Methods: The tumor tissue used was obtained in adult patients who underwent neurosurgical debulking. Microvessel density was assessed by morphometric analysis. Double immunostaining for Ki 67/CD34 and cleaved caspase-3/CD34 was used to investigate the proliferation and apoptotic fraction of both endothelial and tumor cells. The expression of VEGFs (A-D) was evaluated on immunohistochemistry. To measure tumor vascular stabilization, the ANGPT1/ANGPT2 mRNA balance was determined using real-time reverse transcriptase polymerase chain reaction.
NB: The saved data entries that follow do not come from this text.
use dioxus::prelude::*;

use crate::app::{LoadedView, Route};
use crate::domain::AppState;
use crate::ui::theme;
use crate::util::version::{version_label, APP_NAME};

#[component]
pub fn Shell(children: Element) -> Element {
    let current_route = use_route::<Route>();
    let nav = use_navigator();
    let mut state = use_context::<Signal<AppState>>();
    let view = use_context::<Resource<LoadedView>>();

    let loading = state.read().loading;
    let fetched_at = view.read().as_ref().map(|loaded| {
        format!(
            "{:02}:{:02} UTC",
            loaded.fetched_at.hour(),
            loaded.fetched_at.minute()
        )
    });
    let status = match (loading, fetched_at) {
        (true, _) => "Loading…".to_string(),
        (false, Some(time)) => format!("Updated {time}"),
        (false, None) => String::new(),
    };

    rsx! {
        div { class: "app",
            header { class: "app-header",
                div { class: "brand",
                    h1 { "{APP_NAME}" }
                    span { class: "{theme::MUTED}", "{version_label()}" }
                }
                nav { class: "app-nav",
                    NavButton {
                        active: matches!(current_route, Route::Dashboard {}),
                        onclick: move |_| { nav.push(Route::Dashboard {}); },
                        label: "Dashboard",
                    }
                    NavButton {
                        active: matches!(current_route, Route::Diagnostics {}),
                        onclick: move |_| { nav.push(Route::Diagnostics {}); },
                        label: "Diagnostics",
                    }
                }
                div { class: "header-actions",
                    span { class: "{theme::MUTED}", "{status}" }
                    button {
                        class: "{theme::BUTTON}",
                        disabled: loading,
                        onclick: move |_| state.with_mut(|st| st.refresh = st.refresh.wrapping_add(1)),
                        "Refresh"
                    }
                }
            }
            main { class: "app-main",
                {children}
            }
        }
    }
}

#[component]
fn NavButton(active: bool, onclick: EventHandler<()>, label: &'static str) -> Element {
    rsx! {
        button {
            class: "{theme::nav_button(active)}",
            onclick: move |_| onclick.call(()),
            "{label}"
        }
    }
}
pub mod kpi_card;
pub mod series_table;
pub mod share_table;
pub mod toast;
mod app;
mod config;
mod domain;
mod infra;
mod ui;
mod util;

use std::path::PathBuf;

use anyhow::{Context, Result};
use clap::{Parser, Subcommand};
use dioxus::prelude::*;
use tokio::runtime::Runtime;
use tracing::info;

#[cfg(feature = "desktop")]
use dioxus_desktop::{tao::window::WindowBuilder, Config as DesktopConfig};

use crate::infra::{aggregator::Aggregator, server};
use crate::util::version::{version_label, APP_NAME};

#[derive(Parser)]
#[command(name = "trade_dashboard", version, about = "Export and commodity trade dashboard")]
struct Cli {
    /// Config file to use instead of the platform default.
    #[arg(long, global = true, value_name = "PATH")]
    config: Option<PathBuf>,

    #[command(subcommand)]
    command: Option<Command>,
}

#[derive(Subcommand)]
enum Command {
    /// Open the desktop dashboard (default)
    Desktop,
    /// Serve the aggregated dashboard as JSON
    Serve {
        #[arg(long, default_value = "127.0.0.1:8787")]
        addr: String,
    },
    /// Aggregate once and print the view as JSON
    Snapshot {
        /// Include per-endpoint diagnostics
        #[arg(long)]
        debug: bool,
    },
}

fn main() -> Result<()> {
    util::logging::init();
    let cli = Cli::parse();
    if let Some(path) = cli.config {
        config::set_path_override(path);
    }
    info!("[main] {APP_NAME} {}", version_label());

    match cli.command.unwrap_or(Command::Desktop) {
        Command::Desktop => {
            launch_desktop();
            Ok(())
        }
        Command::Serve { addr } => {
            let runtime = runtime()?;
            let aggregator = aggregator()?;
            server::serve(&addr, aggregator, runtime.handle().clone())
        }
        Command::Snapshot { debug } => {
            let runtime = runtime()?;
            let aggregator = aggregator()?;
            let view = runtime.block_on(aggregator.get_dashboard_view(debug));
            let json = serde_json::to_string_pretty(&view).context("failed to render view")?;
            println!("{json}");
            Ok(())
        }
    }
}

fn runtime() -> Result<Runtime> {
    tokio::runtime::Builder::new_multi_thread()
        .enable_all()
        .build()
        .context("failed to start async runtime")
}

fn aggregator() -> Result<Aggregator> {
    Aggregator::new(config::load()).context("failed to set up the dashboard aggregator")
}

fn launch_desktop() {
    // Wayland explicit-sync crashes on some drivers; fall back to GL unless the caller opts in.
    if std::env::var("WAYLAND_DISPLAY").is_ok() && std::env::var("WGPU_BACKEND").is_err() {
        std::env::set_var("WGPU_BACKEND", "gl");
    }
    if std::env::var("WAYLAND_DISPLAY").is_ok()
        && std::env::var("WEBKIT_DISABLE_DMABUF_RENDERER").is_err()
    {
        std::env::set_var("WEBKIT_DISABLE_DMABUF_RENDERER", "1");
    }

    let builder = LaunchBuilder::new();

    #[cfg(feature = "desktop")]
    let builder = {
        let config = desktop! {
            DesktopConfig::new().with_window(
                WindowBuilder::new().with_title(APP_NAME)
            )
        };
        builder.with_cfg(config)
    };

    builder.launch(app::App);
}
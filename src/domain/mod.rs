//! Dashboard view model and the pure helpers around it.

pub mod app_state;
pub mod numeric;
pub mod series;
pub mod units;
pub mod view;

pub use app_state::{AppState, PersistedState};
pub use view::{
    CoalItem, CoalLatest, DashboardView, DebugInfo, EndpointDiagnostic, ExchangeShare, Metric,
    MonthlyPoint, PieSlice, ValuePie,
};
Results: Within the hypoxic perinecrotic tumor area, the apoptotic fraction of endothelial cells was positively correlated with VEGFA expression (p < 0.001). Higher levels of VEGFA correlated with greater proliferation of endothelial cells in the intermediate tumor area (p = 0.031). Vascular endothelial growth factor D was significantly more highly expressed within the perinecrotic tumor area compared with the intermediate tumor area (p < 0.001). Multivariate analysis showed a significant association between the ANGPT1/ANGPT2 balance and the survival time of patients with GBMs (p = 0.035).
Conclusions: The results of the present study suggest that the ANGPT1/ANGPT2 balance has prognostic value in patients with primary GBMs. The authors' findings support the need for further studies of the feasibility of antiangiogenic therapy in primary GBMs, with a special focus on the normalization of tumor vasculature.